Supplied records below:
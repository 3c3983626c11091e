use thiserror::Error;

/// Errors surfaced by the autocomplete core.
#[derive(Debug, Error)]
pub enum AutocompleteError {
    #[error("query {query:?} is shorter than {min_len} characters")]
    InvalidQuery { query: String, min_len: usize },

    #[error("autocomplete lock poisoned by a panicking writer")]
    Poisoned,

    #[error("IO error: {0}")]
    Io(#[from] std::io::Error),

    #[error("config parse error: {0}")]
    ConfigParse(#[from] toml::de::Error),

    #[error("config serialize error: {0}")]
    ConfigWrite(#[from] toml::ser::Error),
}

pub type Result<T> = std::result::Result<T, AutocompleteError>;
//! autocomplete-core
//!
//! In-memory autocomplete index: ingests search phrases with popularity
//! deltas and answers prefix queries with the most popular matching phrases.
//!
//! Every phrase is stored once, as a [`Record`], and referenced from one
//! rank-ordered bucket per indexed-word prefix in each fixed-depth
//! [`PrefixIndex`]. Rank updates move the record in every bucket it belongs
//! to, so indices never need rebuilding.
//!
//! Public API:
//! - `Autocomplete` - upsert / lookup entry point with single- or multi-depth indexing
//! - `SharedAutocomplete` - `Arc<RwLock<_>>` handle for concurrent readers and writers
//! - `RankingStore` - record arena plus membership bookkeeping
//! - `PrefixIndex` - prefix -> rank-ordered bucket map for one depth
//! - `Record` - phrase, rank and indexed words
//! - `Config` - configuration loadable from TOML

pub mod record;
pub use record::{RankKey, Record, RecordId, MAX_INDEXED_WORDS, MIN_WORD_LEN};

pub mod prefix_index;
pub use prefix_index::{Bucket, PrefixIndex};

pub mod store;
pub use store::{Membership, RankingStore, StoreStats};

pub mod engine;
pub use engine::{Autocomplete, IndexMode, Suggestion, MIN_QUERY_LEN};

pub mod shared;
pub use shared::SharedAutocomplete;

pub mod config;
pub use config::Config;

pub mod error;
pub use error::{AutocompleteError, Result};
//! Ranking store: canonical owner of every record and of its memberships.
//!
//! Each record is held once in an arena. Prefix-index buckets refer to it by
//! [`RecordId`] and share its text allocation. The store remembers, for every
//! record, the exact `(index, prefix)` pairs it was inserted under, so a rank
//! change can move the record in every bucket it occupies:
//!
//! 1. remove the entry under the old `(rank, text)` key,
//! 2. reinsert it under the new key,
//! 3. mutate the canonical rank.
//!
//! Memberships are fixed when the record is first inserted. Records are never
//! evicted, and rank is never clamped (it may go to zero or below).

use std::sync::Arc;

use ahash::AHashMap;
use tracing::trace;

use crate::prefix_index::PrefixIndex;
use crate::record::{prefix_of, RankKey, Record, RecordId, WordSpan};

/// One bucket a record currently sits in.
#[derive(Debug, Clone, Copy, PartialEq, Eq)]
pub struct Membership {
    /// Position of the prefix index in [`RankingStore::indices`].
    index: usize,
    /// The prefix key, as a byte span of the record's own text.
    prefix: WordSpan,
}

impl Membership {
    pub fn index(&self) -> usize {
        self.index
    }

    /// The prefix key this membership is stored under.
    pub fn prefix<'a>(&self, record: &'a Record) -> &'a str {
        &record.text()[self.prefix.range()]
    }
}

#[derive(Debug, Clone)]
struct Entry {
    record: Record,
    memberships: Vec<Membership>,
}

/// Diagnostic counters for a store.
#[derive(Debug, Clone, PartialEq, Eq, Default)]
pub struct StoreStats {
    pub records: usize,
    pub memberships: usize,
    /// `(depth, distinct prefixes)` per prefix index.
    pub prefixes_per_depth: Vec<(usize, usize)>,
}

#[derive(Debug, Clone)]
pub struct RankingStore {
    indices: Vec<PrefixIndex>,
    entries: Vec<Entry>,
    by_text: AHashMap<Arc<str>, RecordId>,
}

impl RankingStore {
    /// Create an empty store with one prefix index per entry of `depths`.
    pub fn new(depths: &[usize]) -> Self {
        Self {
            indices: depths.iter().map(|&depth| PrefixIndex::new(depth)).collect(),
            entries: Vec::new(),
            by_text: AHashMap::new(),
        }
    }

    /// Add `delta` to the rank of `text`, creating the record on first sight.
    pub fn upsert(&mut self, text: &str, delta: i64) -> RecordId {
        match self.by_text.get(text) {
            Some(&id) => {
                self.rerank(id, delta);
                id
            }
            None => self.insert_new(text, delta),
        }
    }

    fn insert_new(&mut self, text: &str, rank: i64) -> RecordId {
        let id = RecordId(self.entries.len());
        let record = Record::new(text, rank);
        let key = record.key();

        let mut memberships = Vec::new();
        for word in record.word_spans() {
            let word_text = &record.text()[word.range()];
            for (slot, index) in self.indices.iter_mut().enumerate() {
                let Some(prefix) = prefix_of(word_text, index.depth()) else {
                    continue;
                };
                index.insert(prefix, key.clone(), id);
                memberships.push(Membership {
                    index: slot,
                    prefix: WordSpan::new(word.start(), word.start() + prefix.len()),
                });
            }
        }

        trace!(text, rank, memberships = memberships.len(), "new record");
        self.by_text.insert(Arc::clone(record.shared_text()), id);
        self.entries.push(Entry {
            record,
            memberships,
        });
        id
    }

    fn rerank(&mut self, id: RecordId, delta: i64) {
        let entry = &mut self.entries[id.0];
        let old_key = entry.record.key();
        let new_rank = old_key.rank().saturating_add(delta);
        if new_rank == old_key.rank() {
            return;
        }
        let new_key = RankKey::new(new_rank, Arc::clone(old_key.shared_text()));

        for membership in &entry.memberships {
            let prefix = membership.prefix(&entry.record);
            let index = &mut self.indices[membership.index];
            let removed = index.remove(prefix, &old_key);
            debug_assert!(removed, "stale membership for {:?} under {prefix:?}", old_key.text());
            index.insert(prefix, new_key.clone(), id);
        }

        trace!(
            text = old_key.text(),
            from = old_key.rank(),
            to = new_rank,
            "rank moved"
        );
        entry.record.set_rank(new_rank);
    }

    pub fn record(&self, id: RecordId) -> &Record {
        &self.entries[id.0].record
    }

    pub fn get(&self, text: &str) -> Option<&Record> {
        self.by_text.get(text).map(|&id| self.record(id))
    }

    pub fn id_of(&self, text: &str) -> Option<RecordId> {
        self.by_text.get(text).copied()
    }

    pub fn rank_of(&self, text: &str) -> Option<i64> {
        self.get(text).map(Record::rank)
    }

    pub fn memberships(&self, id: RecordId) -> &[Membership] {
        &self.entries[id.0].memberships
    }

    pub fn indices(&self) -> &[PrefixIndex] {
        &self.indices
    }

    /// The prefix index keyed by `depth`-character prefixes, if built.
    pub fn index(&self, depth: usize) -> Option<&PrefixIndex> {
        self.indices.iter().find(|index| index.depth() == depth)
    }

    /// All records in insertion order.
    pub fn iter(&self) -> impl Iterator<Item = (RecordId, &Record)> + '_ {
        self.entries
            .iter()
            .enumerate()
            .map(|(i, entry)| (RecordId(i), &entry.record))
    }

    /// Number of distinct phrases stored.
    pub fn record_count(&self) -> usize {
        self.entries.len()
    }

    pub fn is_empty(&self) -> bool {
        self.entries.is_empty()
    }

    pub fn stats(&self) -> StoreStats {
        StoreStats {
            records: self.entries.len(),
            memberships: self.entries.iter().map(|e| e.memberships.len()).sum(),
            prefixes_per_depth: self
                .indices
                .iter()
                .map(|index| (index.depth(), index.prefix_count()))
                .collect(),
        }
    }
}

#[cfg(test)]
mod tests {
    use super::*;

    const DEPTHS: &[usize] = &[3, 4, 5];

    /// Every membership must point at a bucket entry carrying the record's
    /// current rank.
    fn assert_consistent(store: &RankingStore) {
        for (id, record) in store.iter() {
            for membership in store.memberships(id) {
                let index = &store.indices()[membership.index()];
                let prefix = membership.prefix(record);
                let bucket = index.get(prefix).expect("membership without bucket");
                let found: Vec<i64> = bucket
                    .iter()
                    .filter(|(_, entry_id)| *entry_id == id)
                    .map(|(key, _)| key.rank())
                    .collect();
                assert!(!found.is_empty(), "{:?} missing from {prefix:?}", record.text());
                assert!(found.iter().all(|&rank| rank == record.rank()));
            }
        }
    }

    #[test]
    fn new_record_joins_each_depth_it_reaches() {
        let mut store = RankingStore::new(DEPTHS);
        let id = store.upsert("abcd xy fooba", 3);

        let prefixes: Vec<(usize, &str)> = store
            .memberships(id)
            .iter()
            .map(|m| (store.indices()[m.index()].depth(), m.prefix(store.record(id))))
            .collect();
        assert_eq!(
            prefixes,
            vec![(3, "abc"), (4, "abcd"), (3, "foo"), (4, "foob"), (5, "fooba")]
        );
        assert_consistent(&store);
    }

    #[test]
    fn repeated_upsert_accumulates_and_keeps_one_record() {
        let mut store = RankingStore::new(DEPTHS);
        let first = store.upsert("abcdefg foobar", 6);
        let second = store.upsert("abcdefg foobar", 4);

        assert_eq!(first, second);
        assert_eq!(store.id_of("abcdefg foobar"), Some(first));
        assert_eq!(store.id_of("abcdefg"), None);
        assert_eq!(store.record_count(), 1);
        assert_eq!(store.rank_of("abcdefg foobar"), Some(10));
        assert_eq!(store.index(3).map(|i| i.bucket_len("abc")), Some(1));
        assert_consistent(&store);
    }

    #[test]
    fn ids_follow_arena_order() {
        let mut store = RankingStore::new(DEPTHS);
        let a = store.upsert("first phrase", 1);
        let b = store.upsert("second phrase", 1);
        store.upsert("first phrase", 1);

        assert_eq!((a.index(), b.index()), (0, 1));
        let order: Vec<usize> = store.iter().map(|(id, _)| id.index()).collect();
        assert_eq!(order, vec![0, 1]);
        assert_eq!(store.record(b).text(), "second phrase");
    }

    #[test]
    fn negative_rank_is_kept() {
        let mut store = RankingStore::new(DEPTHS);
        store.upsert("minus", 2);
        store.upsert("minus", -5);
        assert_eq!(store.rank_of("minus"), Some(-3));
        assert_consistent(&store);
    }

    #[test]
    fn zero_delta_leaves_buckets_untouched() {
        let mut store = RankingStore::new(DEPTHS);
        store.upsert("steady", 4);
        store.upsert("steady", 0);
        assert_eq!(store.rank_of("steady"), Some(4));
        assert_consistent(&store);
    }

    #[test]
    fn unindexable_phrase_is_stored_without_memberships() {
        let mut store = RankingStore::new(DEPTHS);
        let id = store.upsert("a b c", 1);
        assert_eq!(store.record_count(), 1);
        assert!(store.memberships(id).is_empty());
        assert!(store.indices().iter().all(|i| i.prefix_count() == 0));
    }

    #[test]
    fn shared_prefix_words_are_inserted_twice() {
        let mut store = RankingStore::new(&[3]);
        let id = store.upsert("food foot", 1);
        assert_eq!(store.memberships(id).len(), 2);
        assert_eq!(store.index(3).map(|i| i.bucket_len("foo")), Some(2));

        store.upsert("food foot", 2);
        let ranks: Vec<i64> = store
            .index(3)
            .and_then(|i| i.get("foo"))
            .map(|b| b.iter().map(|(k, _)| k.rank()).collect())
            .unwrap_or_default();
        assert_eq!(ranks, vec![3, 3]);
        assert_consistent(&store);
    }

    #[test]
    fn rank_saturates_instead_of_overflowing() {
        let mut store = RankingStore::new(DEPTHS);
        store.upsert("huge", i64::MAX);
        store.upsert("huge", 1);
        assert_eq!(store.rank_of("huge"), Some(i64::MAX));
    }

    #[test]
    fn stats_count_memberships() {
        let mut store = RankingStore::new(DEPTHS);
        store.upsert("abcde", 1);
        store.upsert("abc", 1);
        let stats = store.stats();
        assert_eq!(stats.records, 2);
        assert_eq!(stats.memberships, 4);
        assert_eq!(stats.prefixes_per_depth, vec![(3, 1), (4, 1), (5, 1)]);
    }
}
End of Supplied records.
[Exercise objective]: For each line above that carries the word "slot", copy it out.

[Finished exercise]:
            for (slot, index) in self.indices.iter_mut().enumerate() {
                    index: slot,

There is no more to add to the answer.